[Opening Information given section]
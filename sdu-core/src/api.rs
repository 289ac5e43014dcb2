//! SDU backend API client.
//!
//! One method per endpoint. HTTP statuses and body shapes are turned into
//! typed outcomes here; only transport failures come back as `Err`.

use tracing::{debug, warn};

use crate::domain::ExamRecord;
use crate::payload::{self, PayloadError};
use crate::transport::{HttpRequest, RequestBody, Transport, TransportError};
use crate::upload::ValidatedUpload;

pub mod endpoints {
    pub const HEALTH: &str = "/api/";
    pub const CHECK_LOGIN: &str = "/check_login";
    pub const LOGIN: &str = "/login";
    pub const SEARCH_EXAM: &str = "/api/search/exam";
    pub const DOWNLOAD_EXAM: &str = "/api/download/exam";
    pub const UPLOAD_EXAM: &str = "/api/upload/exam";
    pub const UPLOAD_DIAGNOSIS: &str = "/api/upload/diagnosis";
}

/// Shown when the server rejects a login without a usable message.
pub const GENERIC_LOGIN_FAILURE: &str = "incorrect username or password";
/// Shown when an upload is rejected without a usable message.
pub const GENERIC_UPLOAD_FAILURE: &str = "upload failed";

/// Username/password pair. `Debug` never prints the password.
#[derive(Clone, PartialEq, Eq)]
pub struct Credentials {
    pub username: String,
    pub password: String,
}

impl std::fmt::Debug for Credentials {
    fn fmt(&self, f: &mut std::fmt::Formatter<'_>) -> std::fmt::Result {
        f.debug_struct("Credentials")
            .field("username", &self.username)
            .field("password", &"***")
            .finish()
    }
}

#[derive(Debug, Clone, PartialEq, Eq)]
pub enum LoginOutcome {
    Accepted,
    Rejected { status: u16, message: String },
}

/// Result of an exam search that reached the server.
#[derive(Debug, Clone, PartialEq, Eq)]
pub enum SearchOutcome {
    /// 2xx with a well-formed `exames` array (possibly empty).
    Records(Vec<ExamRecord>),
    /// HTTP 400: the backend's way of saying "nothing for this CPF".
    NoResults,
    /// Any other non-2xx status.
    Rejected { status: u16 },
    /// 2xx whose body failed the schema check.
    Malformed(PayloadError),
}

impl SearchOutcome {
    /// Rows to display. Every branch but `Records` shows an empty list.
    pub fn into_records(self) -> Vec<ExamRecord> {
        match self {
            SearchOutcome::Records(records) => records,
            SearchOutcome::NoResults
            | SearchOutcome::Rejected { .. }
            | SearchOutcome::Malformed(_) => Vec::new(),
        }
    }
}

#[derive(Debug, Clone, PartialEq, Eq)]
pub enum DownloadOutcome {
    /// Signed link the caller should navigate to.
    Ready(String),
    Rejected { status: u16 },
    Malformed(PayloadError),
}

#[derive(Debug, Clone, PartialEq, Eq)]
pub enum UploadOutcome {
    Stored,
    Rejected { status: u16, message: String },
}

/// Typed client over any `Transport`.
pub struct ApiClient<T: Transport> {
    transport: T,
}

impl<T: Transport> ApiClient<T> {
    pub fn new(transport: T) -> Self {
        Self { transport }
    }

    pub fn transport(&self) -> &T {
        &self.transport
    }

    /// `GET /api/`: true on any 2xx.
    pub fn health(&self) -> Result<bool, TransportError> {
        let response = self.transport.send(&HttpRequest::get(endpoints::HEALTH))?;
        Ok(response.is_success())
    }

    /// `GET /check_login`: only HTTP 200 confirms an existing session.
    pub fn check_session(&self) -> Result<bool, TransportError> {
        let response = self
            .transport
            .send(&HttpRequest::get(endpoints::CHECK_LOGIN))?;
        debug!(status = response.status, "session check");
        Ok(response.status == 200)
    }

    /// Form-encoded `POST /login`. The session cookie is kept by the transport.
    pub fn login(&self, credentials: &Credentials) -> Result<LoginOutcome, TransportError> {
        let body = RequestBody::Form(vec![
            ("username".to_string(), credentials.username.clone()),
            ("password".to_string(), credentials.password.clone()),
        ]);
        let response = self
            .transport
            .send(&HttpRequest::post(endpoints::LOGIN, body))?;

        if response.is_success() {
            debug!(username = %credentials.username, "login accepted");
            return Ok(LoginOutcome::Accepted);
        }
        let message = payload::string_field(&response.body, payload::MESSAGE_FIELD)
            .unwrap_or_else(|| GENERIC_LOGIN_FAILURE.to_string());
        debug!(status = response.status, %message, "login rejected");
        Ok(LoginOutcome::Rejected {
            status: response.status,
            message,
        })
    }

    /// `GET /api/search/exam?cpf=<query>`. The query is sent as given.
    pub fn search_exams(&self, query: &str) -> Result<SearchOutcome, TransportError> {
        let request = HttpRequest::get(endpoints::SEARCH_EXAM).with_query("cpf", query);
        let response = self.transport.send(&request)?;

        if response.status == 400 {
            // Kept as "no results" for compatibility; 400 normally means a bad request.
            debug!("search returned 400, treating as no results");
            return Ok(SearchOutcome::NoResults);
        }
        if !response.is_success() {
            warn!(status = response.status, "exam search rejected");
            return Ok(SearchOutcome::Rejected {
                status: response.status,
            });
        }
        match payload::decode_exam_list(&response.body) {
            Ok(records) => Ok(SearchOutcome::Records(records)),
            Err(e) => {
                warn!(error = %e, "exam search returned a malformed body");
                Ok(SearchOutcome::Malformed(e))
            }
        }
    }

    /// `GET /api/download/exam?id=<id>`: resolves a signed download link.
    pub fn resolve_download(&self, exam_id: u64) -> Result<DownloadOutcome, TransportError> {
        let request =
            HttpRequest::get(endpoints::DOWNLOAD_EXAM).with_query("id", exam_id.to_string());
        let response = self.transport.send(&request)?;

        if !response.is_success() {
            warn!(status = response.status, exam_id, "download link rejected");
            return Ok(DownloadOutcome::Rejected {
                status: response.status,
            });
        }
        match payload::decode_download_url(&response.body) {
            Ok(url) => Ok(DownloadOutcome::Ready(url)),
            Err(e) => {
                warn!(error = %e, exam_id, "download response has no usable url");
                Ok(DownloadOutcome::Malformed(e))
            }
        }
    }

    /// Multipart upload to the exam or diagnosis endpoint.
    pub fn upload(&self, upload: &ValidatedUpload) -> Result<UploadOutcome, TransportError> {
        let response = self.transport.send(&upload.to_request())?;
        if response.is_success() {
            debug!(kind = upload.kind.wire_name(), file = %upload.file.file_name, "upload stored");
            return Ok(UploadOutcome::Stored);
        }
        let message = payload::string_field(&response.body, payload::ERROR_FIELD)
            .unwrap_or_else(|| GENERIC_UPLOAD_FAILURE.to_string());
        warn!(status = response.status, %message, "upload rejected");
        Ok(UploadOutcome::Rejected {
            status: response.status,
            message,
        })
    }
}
[Closing Information given section]
Try it
Reproduce the material above, every line of it, exactly.

Expected answer
filename sdu-core/src/api.rs
repository 289ac5e43014dcb2
//! SDU backend API client.
//!
//! One method per endpoint. HTTP statuses and body shapes are turned into
//! typed outcomes here; only transport failures come back as `Err`.

use tracing::{debug, warn};

use crate::domain::ExamRecord;
use crate::payload::{self, PayloadError};
use crate::transport::{HttpRequest, RequestBody, Transport, TransportError};
use crate::upload::ValidatedUpload;

pub mod endpoints {
    pub const HEALTH: &str = "/api/";
    pub const CHECK_LOGIN: &str = "/check_login";
    pub const LOGIN: &str = "/login";
    pub const SEARCH_EXAM: &str = "/api/search/exam";
    pub const DOWNLOAD_EXAM: &str = "/api/download/exam";
    pub const UPLOAD_EXAM: &str = "/api/upload/exam";
    pub const UPLOAD_DIAGNOSIS: &str = "/api/upload/diagnosis";
}

/// Shown when the server rejects a login without a usable message.
pub const GENERIC_LOGIN_FAILURE: &str = "incorrect username or password";
/// Shown when an upload is rejected without a usable message.
pub const GENERIC_UPLOAD_FAILURE: &str = "upload failed";

/// Username/password pair. `Debug` never prints the password.
#[derive(Clone, PartialEq, Eq)]
pub struct Credentials {
    pub username: String,
    pub password: String,
}

impl std::fmt::Debug for Credentials {
    fn fmt(&self, f: &mut std::fmt::Formatter<'_>) -> std::fmt::Result {
        f.debug_struct("Credentials")
            .field("username", &self.username)
            .field("password", &"***")
            .finish()
    }
}

#[derive(Debug, Clone, PartialEq, Eq)]
pub enum LoginOutcome {
    Accepted,
    Rejected { status: u16, message: String },
}

/// Result of an exam search that reached the server.
#[derive(Debug, Clone, PartialEq, Eq)]
pub enum SearchOutcome {
    /// 2xx with a well-formed `exames` array (possibly empty).
    Records(Vec<ExamRecord>),
    /// HTTP 400: the backend's way of saying "nothing for this CPF".
    NoResults,
    /// Any other non-2xx status.
    Rejected { status: u16 },
    /// 2xx whose body failed the schema check.
    Malformed(PayloadError),
}

impl SearchOutcome {
    /// Rows to display. Every branch but `Records` shows an empty list.
    pub fn into_records(self) -> Vec<ExamRecord> {
        match self {
            SearchOutcome::Records(records) => records,
            SearchOutcome::NoResults
            | SearchOutcome::Rejected { .. }
            | SearchOutcome::Malformed(_) => Vec::new(),
        }
    }
}

#[derive(Debug, Clone, PartialEq, Eq)]
pub enum DownloadOutcome {
    /// Signed link the caller should navigate to.
    Ready(String),
    Rejected { status: u16 },
    Malformed(PayloadError),
}

#[derive(Debug, Clone, PartialEq, Eq)]
pub enum UploadOutcome {
    Stored,
    Rejected { status: u16, message: String },
}

/// Typed client over any `Transport`.
pub struct ApiClient<T: Transport> {
    transport: T,
}

impl<T: Transport> ApiClient<T> {
    pub fn new(transport: T) -> Self {
        Self { transport }
    }

    pub fn transport(&self) -> &T {
        &self.transport
    }

    /// `GET /api/`: true on any 2xx.
    pub fn health(&self) -> Result<bool, TransportError> {
        let response = self.transport.send(&HttpRequest::get(endpoints::HEALTH))?;
        Ok(response.is_success())
    }

    /// `GET /check_login`: only HTTP 200 confirms an existing session.
    pub fn check_session(&self) -> Result<bool, TransportError> {
        let response = self
            .transport
            .send(&HttpRequest::get(endpoints::CHECK_LOGIN))?;
        debug!(status = response.status, "session check");
        Ok(response.status == 200)
    }

    /// Form-encoded `POST /login`. The session cookie is kept by the transport.
    pub fn login(&self, credentials: &Credentials) -> Result<LoginOutcome, TransportError> {
        let body = RequestBody::Form(vec![
            ("username".to_string(), credentials.username.clone()),
            ("password".to_string(), credentials.password.clone()),
        ]);
        let response = self
            .transport
            .send(&HttpRequest::post(endpoints::LOGIN, body))?;

        if response.is_success() {
            debug!(username = %credentials.username, "login accepted");
            return Ok(LoginOutcome::Accepted);
        }
        let message = payload::string_field(&response.body, payload::MESSAGE_FIELD)
            .unwrap_or_else(|| GENERIC_LOGIN_FAILURE.to_string());
        debug!(status = response.status, %message, "login rejected");
        Ok(LoginOutcome::Rejected {
            status: response.status,
            message,
        })
    }

    /// `GET /api/search/exam?cpf=<query>`. The query is sent as given.
    pub fn search_exams(&self, query: &str) -> Result<SearchOutcome, TransportError> {
        let request = HttpRequest::get(endpoints::SEARCH_EXAM).with_query("cpf", query);
        let response = self.transport.send(&request)?;

        if response.status == 400 {
            // Kept as "no results" for compatibility; 400 normally means a bad request.
            debug!("search returned 400, treating as no results");
            return Ok(SearchOutcome::NoResults);
        }
        if !response.is_success() {
            warn!(status = response.status, "exam search rejected");
            return Ok(SearchOutcome::Rejected {
                status: response.status,
            });
        }
        match payload::decode_exam_list(&response.body) {
            Ok(records) => Ok(SearchOutcome::Records(records)),
            Err(e) => {
                warn!(error = %e, "exam search returned a malformed body");
                Ok(SearchOutcome::Malformed(e))
            }
        }
    }

    /// `GET /api/download/exam?id=<id>`: resolves a signed download link.
    pub fn resolve_download(&self, exam_id: u64) -> Result<DownloadOutcome, TransportError> {
        let request =
            HttpRequest::get(endpoints::DOWNLOAD_EXAM).with_query("id", exam_id.to_string());
        let response = self.transport.send(&request)?;

        if !response.is_success() {
            warn!(status = response.status, exam_id, "download link rejected");
            return Ok(DownloadOutcome::Rejected {
                status: response.status,
            });
        }
        match payload::decode_download_url(&response.body) {
            Ok(url) => Ok(DownloadOutcome::Ready(url)),
            Err(e) => {
                warn!(error = %e, exam_id, "download response has no usable url");
                Ok(DownloadOutcome::Malformed(e))
            }
        }
    }

    /// Multipart upload to the exam or diagnosis endpoint.
    pub fn upload(&self, upload: &ValidatedUpload) -> Result<UploadOutcome, TransportError> {
        let response = self.transport.send(&upload.to_request())?;
        if response.is_success() {
            debug!(kind = upload.kind.wire_name(), file = %upload.file.file_name, "upload stored");
            return Ok(UploadOutcome::Stored);
        }
        let message = payload::string_field(&response.body, payload::ERROR_FIELD)
            .unwrap_or_else(|| GENERIC_UPLOAD_FAILURE.to_string());
        warn!(status = response.status, %message, "upload rejected");
        Ok(UploadOutcome::Rejected {
            status: response.status,
            message,
        })
    }
}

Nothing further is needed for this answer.